Dataset entries
——————————

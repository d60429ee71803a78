//! User repository

use crate::domain::entities::{RegistrationStatus, User};
use longbow_common::RepositoryError;
use sqlx::PgPool;
use uuid::Uuid;

const USER_COLUMNS: &str = r#"
    id, email, password_hash, first_name, last_name, date_of_birth,
    street, city, postal_code, phone_number, image_url,
    emergency_first_name, emergency_last_name, emergency_relationship,
    emergency_phone_number, has_allergies, allergy_details,
    previous_experience, experience_details, interested_in_beginner_lessons,
    member_acknowledgement, acknowledge_risks, consent_to_media, initials,
    status, role, plan_id, customer_code, auth_code, created_at, updated_at
"#;

/// Nullable profile fields a member can fill in as they move through the
/// registration funnel. `None` leaves the stored value untouched.
#[derive(Debug, Clone, Default)]
pub struct UserProfileUpdate {
    pub date_of_birth: Option<chrono::DateTime<chrono::Utc>>,
    pub street: Option<String>,
    pub city: Option<String>,
    pub postal_code: Option<String>,
    pub phone_number: Option<String>,
    pub image_url: Option<String>,
    pub emergency_first_name: Option<String>,
    pub emergency_last_name: Option<String>,
    pub emergency_relationship: Option<String>,
    pub emergency_phone_number: Option<String>,
    pub has_allergies: Option<bool>,
    pub allergy_details: Option<String>,
    pub previous_experience: Option<bool>,
    pub experience_details: Option<String>,
    pub interested_in_beginner_lessons: Option<bool>,
    pub member_acknowledgement: Option<bool>,
    pub acknowledge_risks: Option<bool>,
    pub consent_to_media: Option<bool>,
    pub initials: Option<String>,
}

#[derive(Clone)]
pub struct UserRepository {
    pool: PgPool,
}

impl UserRepository {
    pub fn new(pool: PgPool) -> Self {
        Self { pool }
    }

    /// Insert a new member. The unique index on email is the arbiter of
    /// duplicates; a conflict surfaces as `RepositoryError::AlreadyExists`.
    pub async fn create(&self, user: &User) -> Result<User, RepositoryError> {
        let sql = format!(
            r#"
            INSERT INTO users (
                id, email, password_hash, first_name, last_name,
                phone_number, status, role, customer_code, created_at, updated_at
            )
            VALUES ($1, $2, $3, $4, $5, $6, $7, $8, $9, $10, $11)
            RETURNING {USER_COLUMNS}
            "#
        );

        sqlx::query_as::<_, User>(&sql)
            .bind(user.id)
            .bind(&user.email)
            .bind(&user.password_hash)
            .bind(&user.first_name)
            .bind(&user.last_name)
            .bind(&user.phone_number)
            .bind(user.status)
            .bind(user.role)
            .bind(&user.customer_code)
            .bind(user.created_at)
            .bind(user.updated_at)
            .fetch_one(&self.pool)
            .await
            .map_err(RepositoryError::from_sqlx)
    }

    pub async fn get_by_id(&self, id: Uuid) -> Result<Option<User>, RepositoryError> {
        let sql = format!("SELECT {USER_COLUMNS} FROM users WHERE id = $1");
        let user = sqlx::query_as::<_, User>(&sql)
            .bind(id)
            .fetch_optional(&self.pool)
            .await?;
        Ok(user)
    }

    pub async fn find_by_email(&self, email: &str) -> Result<Option<User>, RepositoryError> {
        let sql = format!("SELECT {USER_COLUMNS} FROM users WHERE email = $1");
        let user = sqlx::query_as::<_, User>(&sql)
            .bind(email)
            .fetch_optional(&self.pool)
            .await?;
        Ok(user)
    }

    pub async fn find_by_customer_code(
        &self,
        customer_code: &str,
    ) -> Result<Option<User>, RepositoryError> {
        let sql = format!("SELECT {USER_COLUMNS} FROM users WHERE customer_code = $1");
        let user = sqlx::query_as::<_, User>(&sql)
            .bind(customer_code)
            .fetch_optional(&self.pool)
            .await?;
        Ok(user)
    }

    pub async fn list_all(&self) -> Result<Vec<User>, RepositoryError> {
        let sql = format!("SELECT {USER_COLUMNS} FROM users ORDER BY created_at DESC");
        let users = sqlx::query_as::<_, User>(&sql)
            .fetch_all(&self.pool)
            .await?;
        Ok(users)
    }

    /// Merge nullable profile fields into the stored row. Each COALESCE
    /// keeps the existing value when the update carries `None`.
    pub async fn update_profile(
        &self,
        user_id: Uuid,
        update: &UserProfileUpdate,
    ) -> Result<Option<User>, RepositoryError> {
        let sql = format!(
            r#"
            UPDATE users SET
                date_of_birth = COALESCE($2, date_of_birth),
                street = COALESCE($3, street),
                city = COALESCE($4, city),
                postal_code = COALESCE($5, postal_code),
                phone_number = COALESCE($6, phone_number),
                image_url = COALESCE($7, image_url),
                emergency_first_name = COALESCE($8, emergency_first_name),
                emergency_last_name = COALESCE($9, emergency_last_name),
                emergency_relationship = COALESCE($10, emergency_relationship),
                emergency_phone_number = COALESCE($11, emergency_phone_number),
                has_allergies = COALESCE($12, has_allergies),
                allergy_details = COALESCE($13, allergy_details),
                previous_experience = COALESCE($14, previous_experience),
                experience_details = COALESCE($15, experience_details),
                interested_in_beginner_lessons = COALESCE($16, interested_in_beginner_lessons),
                member_acknowledgement = COALESCE($17, member_acknowledgement),
                acknowledge_risks = COALESCE($18, acknowledge_risks),
                consent_to_media = COALESCE($19, consent_to_media),
                initials = COALESCE($20, initials),
                updated_at = NOW()
            WHERE id = $1
            RETURNING {USER_COLUMNS}
            "#
        );

        let user = sqlx::query_as::<_, User>(&sql)
            .bind(user_id)
            .bind(update.date_of_birth)
            .bind(&update.street)
            .bind(&update.city)
            .bind(&update.postal_code)
            .bind(&update.phone_number)
            .bind(&update.image_url)
            .bind(&update.emergency_first_name)
            .bind(&update.emergency_last_name)
            .bind(&update.emergency_relationship)
            .bind(&update.emergency_phone_number)
            .bind(update.has_allergies)
            .bind(&update.allergy_details)
            .bind(update.previous_experience)
            .bind(&update.experience_details)
            .bind(update.interested_in_beginner_lessons)
            .bind(update.member_acknowledgement)
            .bind(update.acknowledge_risks)
            .bind(update.consent_to_media)
            .bind(&update.initials)
            .fetch_optional(&self.pool)
            .await?;
        Ok(user)
    }

    pub async fn set_status(
        &self,
        user_id: Uuid,
        status: RegistrationStatus,
    ) -> Result<Option<User>, RepositoryError> {
        let sql = format!(
            r#"
            UPDATE users SET status = $2, updated_at = NOW()
            WHERE id = $1
            RETURNING {USER_COLUMNS}
            "#
        );
        let user = sqlx::query_as::<_, User>(&sql)
            .bind(user_id)
            .bind(status)
            .fetch_optional(&self.pool)
            .await?;
        Ok(user)
    }

    /// Repoint a member at a different plan (subscription upgrade path).
    pub async fn set_plan(
        &self,
        user_id: Uuid,
        plan_id: Uuid,
    ) -> Result<Option<User>, RepositoryError> {
        let sql = format!(
            r#"
            UPDATE users SET plan_id = $2, updated_at = NOW()
            WHERE id = $1
            RETURNING {USER_COLUMNS}
            "#
        );
        let user = sqlx::query_as::<_, User>(&sql)
            .bind(user_id)
            .bind(plan_id)
            .fetch_optional(&self.pool)
            .await?;
        Ok(user)
    }

    /// Leaderboard points accumulated under the member's full name.
    /// Members without a ranking entry score zero.
    pub async fn leaderboard_points(&self, full_name: &str) -> Result<i64, RepositoryError> {
        let row: (i64,) = sqlx::query_as(
            "SELECT COALESCE(SUM(point), 0) FROM archer_ranks WHERE full_name = $1",
        )
        .bind(full_name)
        .fetch_one(&self.pool)
        .await?;
        Ok(row.0)
    }

    /// Advance a member to `done` and record the charge authorization,
    /// but only when they are sitting at the payment step. Returns the
    /// number of rows moved (0 when the member was not at `payment`).
    pub async fn complete_registration(
        &self,
        customer_code: &str,
        auth_code: &str,
    ) -> Result<u64, RepositoryError> {
        let result = sqlx::query(
            r#"
            UPDATE users
            SET status = 'done', auth_code = $2, updated_at = NOW()
            WHERE customer_code = $1 AND status = 'payment'
            "#,
        )
        .bind(customer_code)
        .bind(auth_code)
        .execute(&self.pool)
        .await?;
        Ok(result.rows_affected())
    }
}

——————————

→ **What to produce**
A lone number is the expected answer: the count of lines in these entries holding the string "fields".

→ **Task output**
2